Work order:
Word for word, restate the lines from the start of the data below through the line containing "memory (IDENTITY scope)".

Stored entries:

==============================

//! The adaptation controller: bounded self-configuration.
//!
//! Every cycle the controller **observes** recent signals and audit
//! activity, **proposes** zero or more configuration changes with
//! estimated variance contributions, **gates** them against the identity
//! variance ceiling, **applies** the approved set, and later **measures**
//! their effect. Changes that overflow the ceiling park the controller in
//! `REVIEWING` until an external [`ReviewOutcome`] arrives; an emergency
//! stop forces terminal `HALTED` until manually cleared.
//!
//! The identity baseline is snapshotted into graph memory (IDENTITY scope)
//! at first start and reloaded on every subsequent start, so variance is
//! always measured against the agent's original identity, not its last
//! restart.

pub mod change;
pub mod variance;

use std::sync::Arc;
use std::time::Duration;

use chrono::{DateTime, Utc};
use miette::Diagnostic;
use serde::{Deserialize, Serialize};
use serde_json::json;
use thiserror::Error;
use tokio::sync::{Mutex, RwLock, watch};
use tokio::task::JoinHandle;
use tracing::instrument;
use uuid::Uuid;

use crate::audit::{AuditError, AuditEventType, AuditService};
use crate::config::GuardrailConfig;
use crate::memory::{GraphNodeSpec, GraphStore, MemoryError};
use crate::signals::{SignalBody, WindowBuffer};
use crate::types::{ErrorClass, GraphScope};

pub use change::{ChangeStatus, ConfigurationChange, ReviewOutcome};
pub use variance::TunableConfig;

/// Graph node id of the persisted identity baseline.
pub const BASELINE_NODE_ID: &str = "identity_baseline";

// ============================================================================
// State machine
// ============================================================================

/// Current state of the adaptation system.
#[derive(Clone, Copy, Debug, PartialEq, Eq, Serialize, Deserialize)]
#[serde(rename_all = "snake_case")]
pub enum AdaptationState {
    /// Gathering data; no changes yet.
    Learning,
    /// Actively generating proposals.
    Proposing,
    /// Applying approved changes.
    Adapting,
    /// Waiting for applied changes to settle before measurement.
    Stabilizing,
    /// Parked pending external review of an over-ceiling proposal set.
    Reviewing,
    /// Emergency-stopped; rejects proposals until manually cleared.
    Halted,
}

// ============================================================================
// Observation & cycle results
// ============================================================================

/// Aggregated view of one observation window.
#[derive(Clone, Copy, Debug, Default, PartialEq, Serialize, Deserialize)]
pub struct ObservationWindow {
    /// Signals observed in total.
    pub signals: usize,
    /// Guardrail failures of any check.
    pub guardrail_failures: usize,
    /// Guardrail failures naming coherence.
    pub coherence_failures: usize,
    /// Deferrals of any reason.
    pub deferrals: usize,
    /// Deferrals with reason "ponder cap".
    pub ponder_cap_deferrals: usize,
    /// Incidents (transient external failures and worse).
    pub incidents: usize,
    /// Total LLM cost observed, USD.
    pub cost_usd: f64,
}
//! Persistent models for the task/thought queue.
//!
//! Tasks are units of work attributable to a channel; thoughts are the
//! reasoning steps derived from them. Both carry typed context records —
//! free-form maps only survive in the explicit `extra` field.

use chrono::{DateTime, Utc};
use rustc_hash::FxHashMap;
use serde::{Deserialize, Serialize};
use serde_json::Value;
use uuid::Uuid;

use crate::types::{TaskStatus, ThoughtKind, ThoughtStatus};

// ============================================================================
// Context records
// ============================================================================

/// Safe summary of a secret reference carried in context. Never contains
/// plaintext.
#[derive(Clone, Debug, Default, PartialEq, Serialize, Deserialize)]
pub struct SecretRefSummary {
    /// Secret identifier.
    pub uuid: String,
    /// Human-readable description from the detection pattern.
    pub description: String,
    /// Sensitivity level text.
    pub sensitivity: String,
}

/// Structured context attached to a task.
#[derive(Clone, Debug, Default, PartialEq, Serialize, Deserialize)]
pub struct TaskContext {
    /// Author of the originating stimulus.
    #[serde(default, skip_serializing_if = "Option::is_none")]
    pub author_id: Option<String>,
    /// Transport message that created the task, if any.
    #[serde(default, skip_serializing_if = "Option::is_none")]
    pub origin_message_id: Option<String>,
    /// References to secrets detected in the originating content.
    #[serde(default, skip_serializing_if = "Vec::is_empty")]
    pub secret_references: Vec<SecretRefSummary>,
    /// Additional adapter- or handler-specific values.
    #[serde(default, skip_serializing_if = "FxHashMap::is_empty")]
    pub extra: FxHashMap<String, Value>,
}

/// Structured context attached to a thought.
#[derive(Clone, Debug, Default, PartialEq, Serialize, Deserialize)]
pub struct ThoughtContext {
    /// Channel the work is associated with.
    #[serde(default, skip_serializing_if = "Option::is_none")]
    pub channel_id: Option<String>,
    /// Author of the originating stimulus.
    #[serde(default, skip_serializing_if = "Option::is_none")]
    pub author_id: Option<String>,
    /// References to secrets present in the content as tokens.
    #[serde(default, skip_serializing_if = "Vec::is_empty")]
    pub secret_references: Vec<SecretRefSummary>,
    /// Additional pipeline-specific values.
    #[serde(default, skip_serializing_if = "FxHashMap::is_empty")]
    pub extra: FxHashMap<String, Value>,
}

// ============================================================================
// Task
// ============================================================================

/// Signature triple attached to externally submitted tasks.
#[derive(Clone, Debug, PartialEq, Serialize, Deserialize)]
pub struct TaskSignature {
    /// WA id of the signer.
    pub signed_by: String,
    /// Base64 Ed25519 signature over the task description.
    pub signature: String,
    /// When the signature was produced.
    pub signed_at: DateTime<Utc>,
}

/// A unit of work attributable to a channel.
#[derive(Clone, Debug, PartialEq, Serialize, Deserialize)]
pub struct Task {
    /// Opaque identifier.
    pub task_id: String,
    /// Channel the task belongs to.
    pub channel_id: String,
    /// Human description of the work.
    pub description: String,
    /// Lifecycle status.
    pub status: TaskStatus,
    /// Scheduling priority; higher first.
    pub priority: i32,
    /// Creation timestamp.
    pub created_at: DateTime<Utc>,
    /// Last update timestamp.
    pub updated_at: DateTime<Utc>,
    /// Optional parent task.
    #[serde(default, skip_serializing_if = "Option::is_none")]
    pub parent_task_id: Option<String>,
    /// Structured context.
    #[serde(default)]
    pub context: TaskContext,
    /// Outcome payload recorded at terminal status.
    #[serde(default, skip_serializing_if = "Option::is_none")]
    pub outcome: Option<Value>,
    /// Optional signature triple.
    #[serde(default, skip_serializing_if = "Option::is_none")]
    pub signature: Option<TaskSignature>,
}

impl Task {
    /// Create a pending task.
    #[must_use]
    pub fn new(channel_id: &str, description: &str, priority: i32, context: TaskContext) -> Self {
        let now = Utc::now();
        Self {
            task_id: Uuid::new_v4().to_string(),
            channel_id: channel_id.to_string(),
            description: description.to_string(),
            status: TaskStatus::Pending,
            priority,
            created_at: now,
            updated_at: now,
            parent_task_id: None,
            context,
            outcome: None,
            signature: None,
        }
    }
}

// ============================================================================
// Thought
// ============================================================================

/// A reasoning step derived from a task.
#[derive(Clone, Debug, PartialEq, Serialize, Deserialize)]
pub struct Thought {
    /// Opaque identifier.
    pub thought_id: String,
    /// Task this thought works on.
    pub source_task_id: String,
    /// Parent thought, when spawned as a follow-up.
    #[serde(default, skip_serializing_if = "Option::is_none")]
    pub parent_thought_id: Option<String>,
    /// How the thought came to exist.
    pub kind: ThoughtKind,
    /// Lifecycle status.
    pub status: ThoughtStatus,
    /// Creation timestamp.
    pub created_at: DateTime<Utc>,
    /// Last update timestamp.
    pub updated_at: DateTime<Utc>,
    /// Processing round the thought last entered the pipeline on.
    pub round_number: u32,
    /// Depth along the parent chain; capped.
    pub depth: u32,
    /// The content being reasoned about (secrets already filtered).
    pub content: String,
    /// Structured context.
    #[serde(default)]
    pub context: ThoughtContext,
    /// Ponder re-queues so far; capped.
    pub ponder_count: u32,
    /// Key questions accumulated across Ponder re-queues.
    #[serde(default, skip_serializing_if = "Option::is_none")]
    pub ponder_notes: Option<Vec<String>>,
    /// Final action record, set at terminal status.
    #[serde(default, skip_serializing_if = "Option::is_none")]
    pub final_action: Option<Value>,
}

impl Thought {
    /// Create the seed thought for a task.
    #[must_use]
    pub fn seed(task: &Task, content: &str) -> Self {
        let now = Utc::now();
        Self {
            thought_id: Uuid::new_v4().to_string(),
            source_task_id: task.task_id.clone(),
            parent_thought_id: None,
            kind: ThoughtKind::Seed,
            status: ThoughtStatus::Pending,
            created_at: now,
            updated_at: now,
            round_number: 0,
            depth: 0,
            content: content.to_string(),
            context: ThoughtContext {
                channel_id: Some(task.channel_id.clone()),
                author_id: task.context.author_id.clone(),
                secret_references: task.context.secret_references.clone(),
                extra: FxHashMap::default(),
            },
            ponder_count: 0,
            ponder_notes: None,
            final_action: None,
        }
    }

    /// Create a follow-up thought one level deeper than its parent.
    #[must_use]
    pub fn follow_up(parent: &Thought, content: &str) -> Self {
        let now = Utc::now();
        Self {
            thought_id: Uuid::new_v4().to_string(),
            source_task_id: parent.source_task_id.clone(),
            parent_thought_id: Some(parent.thought_id.clone()),
            kind: ThoughtKind::FollowUp,
            status: ThoughtStatus::Pending,
            created_at: now,
            updated_at: now,
            round_number: 0,
            depth: parent.depth + 1,
            content: content.to_string(),
            context: parent.context.clone(),
            ponder_count: 0,
            ponder_notes: None,
            final_action: None,
        }
    }
}

// ============================================================================
// Queue status
// ============================================================================

/// Snapshot of queue counts for the control plane and context builders.
#[derive(Clone, Copy, Debug, Default, PartialEq, Eq, Serialize, Deserialize)]
pub struct QueueStatus {
    /// Tasks in `pending`.
    pub pending_tasks: u64,
    /// Thoughts in `pending`.
    pub pending_thoughts: u64,
    /// Thoughts in `processing`.
    pub processing_thoughts: u64,
    /// All tasks, any status.
    pub total_tasks: u64,
    /// All thoughts, any status.
    pub total_thoughts: u64,
}

// ============================================================================
// Tests
// ============================================================================

#[cfg(test)]
mod tests {
    use super::*;

    #[test]
    fn seed_thought_inherits_task_channel() {
        let task = Task::new("chan-1", "greet the user", 1, TaskContext::default());
        let thought = Thought::seed(&task, "Say hello.");
        assert_eq!(thought.source_task_id, task.task_id);
        assert_eq!(thought.context.channel_id.as_deref(), Some("chan-1"));
        assert_eq!(thought.depth, 0);
        assert_eq!(thought.kind, ThoughtKind::Seed);
    }

    #[test]
    fn follow_up_increments_depth() {
        let task = Task::new("chan-1", "investigate", 0, TaskContext::default());
        let seed = Thought::seed(&task, "look into it");
        let follow = Thought::follow_up(&seed, "dig deeper");
        assert_eq!(follow.depth, 1);
        assert_eq!(follow.parent_thought_id.as_deref(), Some(seed.thought_id.as_str()));
    }

    #[test]
    fn task_serde_round_trip() {
        let task = Task::new("chan-9", "round trip", 3, TaskContext::default());
        let json = serde_json::to_string(&task).unwrap();
        let parsed: Task = serde_json::from_str(&json).unwrap();
        assert_eq!(parsed, task);
    }
}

==============================

Answer to this problem:
//! The adaptation controller: bounded self-configuration.
//!
//! Every cycle the controller **observes** recent signals and audit
//! activity, **proposes** zero or more configuration changes with
//! estimated variance contributions, **gates** them against the identity
//! variance ceiling, **applies** the approved set, and later **measures**
//! their effect. Changes that overflow the ceiling park the controller in
//! `REVIEWING` until an external [`ReviewOutcome`] arrives; an emergency
//! stop forces terminal `HALTED` until manually cleared.
//!
//! The identity baseline is snapshotted into graph memory (IDENTITY scope)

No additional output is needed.